YugaTech

YugaTech


Sony Xperia GX LT29i leaked

Posted: 31 Jul 2012 08:17 PM PDT

For the past couple of months, we've been hearing rumors about an Xperia with the same or even larger screen than Sony's current flagship device Xperia Ion. We didn't buy in to the thought at first, until we saw these leaked photos which seem very convincing.

Dubbed as Sony Xperia GX LT29i or Hayabusa, this device is rumored to replace the Japanese company's current flagship device Sony Xperia Ion LT28i. This rumored smartphone features a slightly bigger screen than Xperia Ion (4.6" vs 4.55"). What's interesting about the picture below apart from the gigantic screen is the Sony-Ericsson logo above it.
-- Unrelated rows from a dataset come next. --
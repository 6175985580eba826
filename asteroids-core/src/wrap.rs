//! Toroidal arena edges.
//!
//! A polygon body re-enters on the opposite side only once its whole extent
//! has left the arena. The origin is then placed past the opposite edge by
//! the distance between the origin and the shape's leading extreme, so the
//! shape slides back in instead of popping into view.

use crate::geometry::{Bounds, Vec2};

/// Repositions `position` when the extent of `vertices` (together with the
/// origin) lies entirely outside `[0, width] x [0, height]`. Each axis is
/// handled independently.
pub fn wrap_polygon(position: &mut Vec2, vertices: &[Vec2], width: f64, height: f64) {
    debug_assert!(position.is_finite(), "wrap origin is not finite");
    debug_assert!(
        vertices.iter().all(|vertex| vertex.is_finite()),
        "wrap vertices are not finite"
    );

    let bounds = Bounds::around(*position, vertices);

    position.x = wrap_axis(position.x, bounds.min.x, bounds.max.x, width);
    position.y = wrap_axis(position.y, bounds.min.y, bounds.max.y, height);
}

#[inline]
fn wrap_axis(origin: f64, min: f64, max: f64, limit: f64) -> f64 {
    if max < 0.0 {
        limit + (origin - min).abs()
    } else if min > limit {
        -(origin - max).abs()
    } else {
        origin
    }
}

/// Point-like variant for small round bodies: once the body has left an
/// edge it snaps to the opposite edge coordinate.
pub fn wrap_point(position: &mut Vec2, radius: f64, width: f64, height: f64) {
    debug_assert!(position.is_finite(), "wrap origin is not finite");

    if position.x + radius < 0.0 {
        position.x = width;
    } else if position.x > width {
        position.x = 0.0;
    }

    if position.y + radius < 0.0 {
        position.y = height;
    } else if position.y > height {
        position.y = 0.0;
    }
}

#[cfg(test)]
mod tests {
    use super::*;

    const WIDTH: f64 = 700.0;
    const HEIGHT: f64 = 500.0;

    fn box_at(origin: Vec2, half: f64) -> Vec<Vec2> {
        vec![
            Vec2::new(origin.x - half, origin.y - half),
            Vec2::new(origin.x + half, origin.y - half),
            Vec2::new(origin.x + half, origin.y + half),
            Vec2::new(origin.x - half, origin.y + half),
        ]
    }

    #[test]
    fn shape_inside_bounds_is_untouched() {
        for origin in [
            Vec2::new(350.0, 250.0),
            Vec2::new(1.0, 1.0),
            Vec2::new(699.0, 499.0),
        ] {
            let mut position = origin;
            wrap_polygon(&mut position, &box_at(origin, 10.0), WIDTH, HEIGHT);
            assert_eq!(position, origin);
        }
    }

    #[test]
    fn partially_offscreen_shape_is_untouched() {
        let origin = Vec2::new(-5.0, 250.0);
        let mut position = origin;
        wrap_polygon(&mut position, &box_at(origin, 10.0), WIDTH, HEIGHT);
        assert_eq!(position, origin);
    }

    #[test]
    fn shape_past_left_edge_reenters_from_right_with_same_offset() {
        // Rightmost vertex at x = -5, leftmost at x = -25, origin at x = -15.
        let origin = Vec2::new(-15.0, 250.0);
        let vertices = box_at(origin, 10.0);
        let mut position = origin;
        wrap_polygon(&mut position, &vertices, WIDTH, HEIGHT);

        assert_eq!(position.x, WIDTH + 10.0);
        assert_eq!(position.y, 250.0);

        let moved: Vec<Vec2> = box_at(position, 10.0);
        let new_bounds = Bounds::around(position, &moved);
        assert_eq!(new_bounds.min.x, WIDTH);
    }

    #[test]
    fn shape_past_right_edge_reenters_from_left() {
        let origin = Vec2::new(WIDTH + 30.0, 100.0);
        let mut position = origin;
        wrap_polygon(&mut position, &box_at(origin, 10.0), WIDTH, HEIGHT);
        assert_eq!(position.x, -10.0);
        assert_eq!(position.y, 100.0);
    }

    #[test]
    fn diagonal_exit_wraps_both_axes() {
        let origin = Vec2::new(-40.0, HEIGHT + 40.0);
        let mut position = origin;
        wrap_polygon(&mut position, &box_at(origin, 10.0), WIDTH, HEIGHT);
        assert_eq!(position, Vec2::new(WIDTH + 10.0, -10.0));
    }

    #[test]
    fn offset_uses_extreme_vertex_for_lopsided_shapes() {
        // Origin sits at one corner; the body trails 30 units to its left.
        let origin = Vec2::new(-2.0, 250.0);
        let vertices = vec![
            Vec2::new(-32.0, 240.0),
            Vec2::new(-12.0, 240.0),
            Vec2::new(-12.0, 260.0),
        ];
        let mut position = origin;
        wrap_polygon(&mut position, &vertices, WIDTH, HEIGHT);
        assert_eq!(position.x, WIDTH + 30.0);
    }

    #[test]
    fn point_snaps_to_opposite_edge() {
        let mut position = Vec2::new(-5.0, 250.0);
        wrap_point(&mut position, 4.0, WIDTH, HEIGHT);
        assert_eq!(position, Vec2::new(WIDTH, 250.0));

        let mut position = Vec2::new(350.0, HEIGHT + 0.5);
        wrap_point(&mut position, 4.0, WIDTH, HEIGHT);
        assert_eq!(position, Vec2::new(350.0, 0.0));
    }

    #[test]
    fn point_within_radius_of_edge_stays() {
        let mut position = Vec2::new(-3.0, 250.0);
        wrap_point(&mut position, 4.0, WIDTH, HEIGHT);
        assert_eq!(position, Vec2::new(-3.0, 250.0));
    }
}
In addition to the larger screen, the camera is also revamped to 13MP. The Xperia GX's 8.6mm thin body is also a hair thinner than the Xperia Arc. Another welcome addition to this smartphone's arsenal is the removable 1700mAh battery, a feature noticeably lacking on the previous Xperia handsets (unlike its NXT siblings).

Sony is still yet to release their own version of quad-core handset as this rumored device features 1.5GHz dual-core Krait Qualcomm Snapdragon S4 MSM8960. The processor is paired with a Gigabyte of RAM and Adreno 225.

This is expected to be launched in Japan and is will exclusively be distributed by NTT DoCoMo starting August 9. There's no word about its price or if this smartphone will land on our shores, but rest assured that we'll let you guys know as soon as there's news about it.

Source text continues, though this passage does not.